Parsons was born the son of a blacksmith in the county of Somerset. He received his education in Taunton and Stogursey. Then studied and taught Parsons at Balliol College, Oxford. In 1575 he had to quit his teaching after disputes over its inclination to the Catholic Church. About London he traveled to Padua to study medicine. Just three years later, Parsons went to Rome and joined on July 4, 1575 the Jesuit order at. 1578 was followed by his ordination to the priesthood.

On Mission in England

On April 18, 1580, he went along with Edmund Campion on a mission to England. About Reims and Saint- Omer came the two Jesuits to London. Shortly after his arrival in England Parsons organized a secret meeting catholic priest in Southwark, to discuss the way forward. Subsequently, Parsons traveled as a preacher by England. The end of 1580 he erected in Barking a Catholic secret printing. There he moved his writings A brief discourse Containing Certain Reasons Why Catholics refuse to go to Church and Confessio fidei. In July 1851 it was possible the state power to arrest Campion and Parsons decided to go their separate ways.

Parsons escape and stay in Spain

On August 30, 1581 Parsons reached Rouen, where he founded a school for boys. Later the school was moved to St. Omer, today it is in Stonyhurst. In the spring of 1582 Parsons traveled to Spain to win Philip II to invade England. The success failed to materialize. Parsons went to Rheims, where he was commissioned by Cardinal William Allen to schedule a Jesuit mission in England from the mainland and to lead. 1585 he went to Rome to work at the English College. There arose with Directorium be spiritually important work. 1588 Parsons was sent back to Spain, where he built in Valladolid, Seville and Madrid schools for the new priests. 1594 he published his most famous work politically A Conference about the next Succession to the Crown of England, where the succession of the Spanish Infanta Isabella is advocated.

Lord Burghley

On October 18, 1591 a likely caused by Lord Burghley "Royal Proclamation ", the " seditious Jesuit seminaries " denounced in anklägerischem sound appeared.
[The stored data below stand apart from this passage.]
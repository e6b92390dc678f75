// Loadbench benchmark service
// Decision: The process only starts serving once the connection pool is up
// Decision: Graceful shutdown (SIGINT/SIGTERM) drains the pool; /crash skips all of it

use std::sync::Arc;

use anyhow::{Context, Result};
use loadbench_core::telemetry::{init_telemetry, TelemetryConfig};
use loadbench_server::{
    build_app, AppState, CrashTrigger, HttpMetrics, ProcessClock, ResourcePool, ServerConfig,
};

#[tokio::main]
async fn main() -> Result<()> {
    // Optional .env for local runs
    dotenvy::dotenv().ok();

    // Configure via environment variables:
    // - RUST_LOG or LOG_LEVEL: Log filter (default: "loadbench_server=debug,tower_http=info")
    // - LOG_FORMAT: "text" or "json"
    init_telemetry(
        TelemetryConfig::from_env()
            .with_service_name("loadbench-server")
            .with_default_filter("loadbench_server=debug,tower_http=info"),
    );

    tracing::info!("loadbench-server starting...");

    let config = ServerConfig::from_env().context("Invalid server configuration")?;
    tracing::info!(
        bind_addr = %config.bind_addr,
        pool = ?config.pool,
        query_timeout_ms = config.query_timeout.as_millis() as u64,
        api_prefix = %config.api_prefix,
        "Configuration loaded"
    );

    // A broken pool is fatal: never start serving without it
    let pool = match ResourcePool::connect(&config.pool).await {
        Ok(pool) => Arc::new(pool),
        Err(e) => {
            tracing::error!(error = %e, "Startup failed, database unreachable");
            return Err(e).context("Failed to initialize connection pool");
        }
    };

    let metrics = Arc::new(HttpMetrics::new().context("Failed to create metrics registry")?);

    if config.cors_allowed_origins.is_empty() {
        tracing::info!("CORS not configured (same-origin requests only)");
    } else {
        tracing::info!(origins = ?config.cors_allowed_origins, "CORS origins configured");
    }

    let clock = ProcessClock::start();
    let state = AppState::new(
        pool.clone(),
        clock,
        metrics,
        CrashTrigger::process_exit(),
        config.query_timeout,
    );
    let app = build_app(state, &config.api_prefix, &config.cors_allowed_origins);

    let listener = tokio::net::TcpListener::bind(&config.bind_addr)
        .await
        .context("Failed to bind to address")?;
    tracing::info!("HTTP server listening on {}", config.bind_addr);

    let served = axum::serve(listener, app)
        .with_graceful_shutdown(shutdown_signal())
        .await
        .context("Server error");

    pool.shutdown().await;
    tracing::info!(
        uptime_seconds = clock.uptime().as_secs_f64(),
        "Shutdown complete"
    );

    served
}

/// Resolves on Ctrl-C, or SIGTERM on unix
async fn shutdown_signal() {
    let ctrl_c = async {
        if let Err(e) = tokio::signal::ctrl_c().await {
            tracing::error!("Failed to listen for Ctrl-C: {}", e);
            std::future::pending::<()>().await;
        }
    };

    #[cfg(unix)]
    let terminate = async {
        match tokio::signal::unix::signal(tokio::signal::unix::SignalKind::terminate()) {
            Ok(mut signal) => {
                signal.recv().await;
            }
            Err(e) => {
                tracing::error!("Failed to listen for SIGTERM: {}", e);
                std::future::pending::<()>().await;
            }
        }
    };

    #[cfg(not(unix))]
    let terminate = std::future::pending::<()>();

    tokio::select! {
        _ = ctrl_c => {},
        _ = terminate => {},
    }

    tracing::info!("Received shutdown signal");
}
In contrast, the exiled leader of the Jesuits in 1592, Parsons developed in his " Philopater " a polemical critique of the religious policy of Lord Burghley and the members of the Privy Council ( Privy Council ). He argued that the persecution of Catholics was based on ridiculous, atheistic and hypocritical arguments. This held in Latin memoir formed with other pamphlets by Parsons (eg Conference about the next Sucession 1594/95 ) and Richard Verstegen a unit about the dilemma of Catholics in England.

Last years

1597 he returned to Rome to conduct the English College until his death. When William Allen died in 1598, he appointed George Blackwell Archpriest of England and so dissolved the Erzpriesterstreit from. The end of the debate Robert Parsons did not live. He died on April 15, 1610 in Rome and was buried in the church of the English College.

Swell

  • Victor Houliston: The Lord Treasurer and the Jesuit. Robert Person's Satirical " Responsio " to the 1591 Proclamation. In: Sixteenth Century Journal. The journal of early modern studies. Vol 32 (2001 ), pp. 383-401, ISSN 0361-0160.
  • Ernest A. Strathmann: Ralegh and the Catholic Pole Mists. In: The Huntington Library Quarterly, 1945, ISSN 0018-7895.